> **Problem to solve**
Gather each line containing the string "BatchResult" from these entries.

> **Task inputs**
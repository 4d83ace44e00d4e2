//! Error types used across Mendyard.
//!
//! Pipeline-stage errors follow the remediation taxonomy: rule errors are
//! recovered per violation, backup errors abort a single batch, restore errors
//! abort the whole run, persistence errors are logged and swallowed.
use std::path::PathBuf;

use thiserror::Error;

/// High-level error categories for type-level operations and adapters.
#[derive(Debug, Copy, Clone, PartialEq, Eq, Error)]
pub enum ErrorKind {
    #[error("invalid path")]
    InvalidPath,
    #[error("io error")]
    Io,
    #[error("policy violation")]
    Policy,
    #[error("invalid configuration")]
    Config,
    #[error("lock acquisition timed out")]
    Locking,
    #[error("malformed input")]
    Input,
}

/// Structured error with a kind and human message.
#[derive(Debug, Error)]
#[error("{kind:?}: {msg}")]
pub struct Error {
    pub kind: ErrorKind,
    pub msg: String,
}

impl Error {
    pub fn new(kind: ErrorKind, msg: impl Into<String>) -> Self {
        Self {
            kind,
            msg: msg.into(),
        }
    }
}

/// Convenient alias for results returning a `types::Error`.
pub type Result<T> = std::result::Result<T, Error>;

/// Failure of a single rule application. Recovered locally; never aborts a batch.
#[derive(Debug, Clone, PartialEq, Eq, Error)]
pub enum RuleApplicationError {
    #[error("rule {code} rejected line: {reason}")]
    Rejected { code: String, reason: String },
    #[error("rule {code} panicked")]
    Panicked { code: String },
}

/// Snapshot failure. Aborts the batch before any mutation is attempted.
#[derive(Debug, Error)]
pub enum BackupError {
    #[error("resource unreadable: {path}: {source}")]
    Unreadable {
        path: PathBuf,
        #[source]
        source: std::io::Error,
    },
    #[error("snapshot write failed: {path}: {source}")]
    Write {
        path: PathBuf,
        #[source]
        source: std::io::Error,
    },
    #[error("snapshot integrity check failed for {path}: expected {expected} bytes, found {actual}")]
    Integrity {
        path: PathBuf,
        expected: u64,
        actual: u64,
    },
    #[error("snapshot hash mismatch for {path}")]
    HashMismatch { path: PathBuf },
}

/// Restore failure. The safety invariant is broken; the run must stop.
#[derive(Debug, Error)]
pub enum RestoreError {
    #[error("snapshot payload missing or unreadable: {path}: {source}")]
    PayloadUnreadable {
        path: PathBuf,
        #[source]
        source: std::io::Error,
    },
    #[error("snapshot payload corrupted: {path}")]
    PayloadCorrupted { path: PathBuf },
    #[error("restore write failed: {path}: {source}")]
    Write {
        path: PathBuf,
        #[source]
        source: std::io::Error,
    },
    #[error("restored content does not match snapshot: {path}")]
    Verify { path: PathBuf },
}

/// Outcome persistence failure. Audit-only; logged and swallowed.
#[derive(Debug, Error)]
pub enum PersistenceError {
    #[error("outcome sink io: {0}")]
    Io(#[from] std::io::Error),
    #[error("outcome encoding: {0}")]
    Encode(#[from] serde_json::Error),
    #[error("outcome sink unavailable: {0}")]
    Unavailable(String),
}

/// Failure while writing remediated content back to a resource.
#[derive(Debug, Error)]
pub enum WriteError {
    #[error("write {path} failed: {source}")]
    Io {
        path: PathBuf,
        #[source]
        source: std::io::Error,
    },
    #[error("written content of {path} does not match remediated content")]
    Verify { path: PathBuf },
}

/// Batch-level failure: triggers rollback (when a snapshot exists) and marks the batch failed.
#[derive(Debug, Error)]
pub enum BatchError {
    #[error("backup: {0}")]
    Backup(#[from] BackupError),
    #[error("write: {0}")]
    Write(#[from] WriteError),
    #[error("resource unreadable: {0}")]
    Read(std::io::Error),
    #[error("rule engine aborted")]
    Engine,
}
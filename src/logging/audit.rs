// Audit helpers that emit structured facts across the remediation stages.
//
// Side-effects:
// - Emits JSON facts via `FactsEmitter` for the stages `plan`, `admission`,
//   `batch.attempt`, `batch.result`, `rollback`, `health`, and `run.summary`.
// - Ensures a minimal envelope is present on every fact: `schema_version`, `ts`,
//   `run_id`, `resource`, `decision`.
// - Applies redaction when requested to zero timestamps and drop volatile fields.
use serde_json::{json, Value};

use crate::logging::{now_iso, redact_event, FactsEmitter};

pub(crate) const SCHEMA_VERSION: i64 = 1;
pub(crate) const SUBSYSTEM: &str = "mendyard";

pub(crate) struct AuditCtx<'a> {
    pub facts: &'a dyn FactsEmitter,
    pub run_id: String,
    pub redact: bool,
}

impl<'a> AuditCtx<'a> {
    pub(crate) fn new(facts: &'a dyn FactsEmitter, run_id: String, redact: bool) -> Self {
        Self {
            facts,
            run_id,
            redact,
        }
    }
}

/// Stage for typed audit emission.
#[derive(Clone, Copy, Debug, PartialEq, Eq)]
pub enum Stage {
    Plan,
    Admission,
    BatchAttempt,
    BatchResult,
    Rollback,
    Health,
    RunSummary,
}

impl Stage {
    #[must_use]
    pub fn as_event(&self) -> &'static str {
        match self {
            Stage::Plan => "plan",
            Stage::Admission => "admission",
            Stage::BatchAttempt => "batch.attempt",
            Stage::BatchResult => "batch.result",
            Stage::Rollback => "rollback",
            Stage::Health => "health",
            Stage::RunSummary => "run.summary",
        }
    }
}

/// Decision severity for audit events.
#[derive(Clone, Copy, Debug, PartialEq, Eq)]
pub enum Decision {
    Success,
    Failure,
    Warn,
}

impl Decision {
    #[must_use]
    pub fn as_str(&self) -> &'static str {
        match self {
            Decision::Success => "success",
            Decision::Failure => "failure",
            Decision::Warn => "warn",
        }
    }
}

/// Builder facade over audit emission with centralized envelope+redaction.
pub struct StageLogger<'a> {
    ctx: &'a AuditCtx<'a>,
}

impl<'a> StageLogger<'a> {
    pub(crate) fn new(ctx: &'a AuditCtx<'a>) -> Self {
        Self { ctx }
    }

    pub fn plan(&self) -> EventBuilder<'a> {
        EventBuilder::new(self.ctx, Stage::Plan)
    }
    pub fn admission(&self) -> EventBuilder<'a> {
        EventBuilder::new(self.ctx, Stage::Admission)
    }
    pub fn batch_attempt(&self) -> EventBuilder<'a> {
        EventBuilder::new(self.ctx, Stage::BatchAttempt)
    }
    pub fn batch_result(&self) -> EventBuilder<'a> {
        EventBuilder::new(self.ctx, Stage::BatchResult)
    }
    pub fn rollback(&self) -> EventBuilder<'a> {
        EventBuilder::new(self.ctx, Stage::Rollback)
    }
    pub fn health(&self) -> EventBuilder<'a> {
        EventBuilder::new(self.ctx, Stage::Health)
    }
    pub fn run_summary(&self) -> EventBuilder<'a> {
        EventBuilder::new(self.ctx, Stage::RunSummary)
    }
}

pub struct EventBuilder<'a> {
    ctx: &'a AuditCtx<'a>,
    stage: Stage,
    fields: serde_json::Map<String, Value>,
}

impl<'a> EventBuilder<'a> {
    fn new(ctx: &'a AuditCtx<'a>, stage: Stage) -> Self {
        let mut fields = serde_json::Map::new();
        fields.insert("stage".to_string(), json!(stage.as_event()));
        Self { ctx, stage, fields }
    }

    pub fn resource(mut self, resource: impl Into<String>) -> Self {
        self.fields.insert("resource".into(), json!(resource.into()));
        self
    }

    pub fn batch(mut self, batch_id: impl ToString) -> Self {
        self.fields
            .insert("batch_id".into(), json!(batch_id.to_string()));
        self
    }

    pub fn field(mut self, key: &str, value: Value) -> Self {
        self.fields.insert(key.to_string(), value);
        self
    }

    pub fn error_id(mut self, id: crate::api::errors::ErrorId) -> Self {
        self.fields
            .insert("error_id".into(), json!(crate::api::errors::id_str(id)));
        self
    }

    pub fn exit_code_for(mut self, id: crate::api::errors::ErrorId) -> Self {
        self.fields
            .insert("exit_code".into(), json!(crate::api::errors::exit_code_for(id)));
        self
    }

    pub fn merge(mut self, extra: Value) -> Self {
        if let Value::Object(obj) = extra {
            for (k, v) in obj {
                self.fields.insert(k, v);
            }
        }
        self
    }

    pub fn emit(self, decision: Decision) {
        let mut fields = Value::Object(self.fields);
        if let Some(obj) = fields.as_object_mut() {
            obj.entry("decision").or_insert(json!(decision.as_str()));
            obj.entry("schema_version").or_insert(json!(SCHEMA_VERSION));
            obj.entry("ts").or_insert_with(|| json!(now_iso()));
            obj.entry("run_id").or_insert(json!(self.ctx.run_id));
            obj.entry("resource").or_insert(json!(""));
        }
        let out = if self.ctx.redact {
            redact_event(fields)
        } else {
            fields
        };
        self.ctx
            .facts
            .emit(SUBSYSTEM, self.stage.as_event(), decision.as_str(), out);
    }

    pub fn emit_success(self) {
        self.emit(Decision::Success);
    }
    pub fn emit_failure(self) {
        self.emit(Decision::Failure);
    }
    pub fn emit_warn(self) {
        self.emit(Decision::Warn);
    }
}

> **Output of the exercise**
    BatchResult,
            Stage::BatchResult => "batch.result",
        EventBuilder::new(self.ctx, Stage::BatchResult)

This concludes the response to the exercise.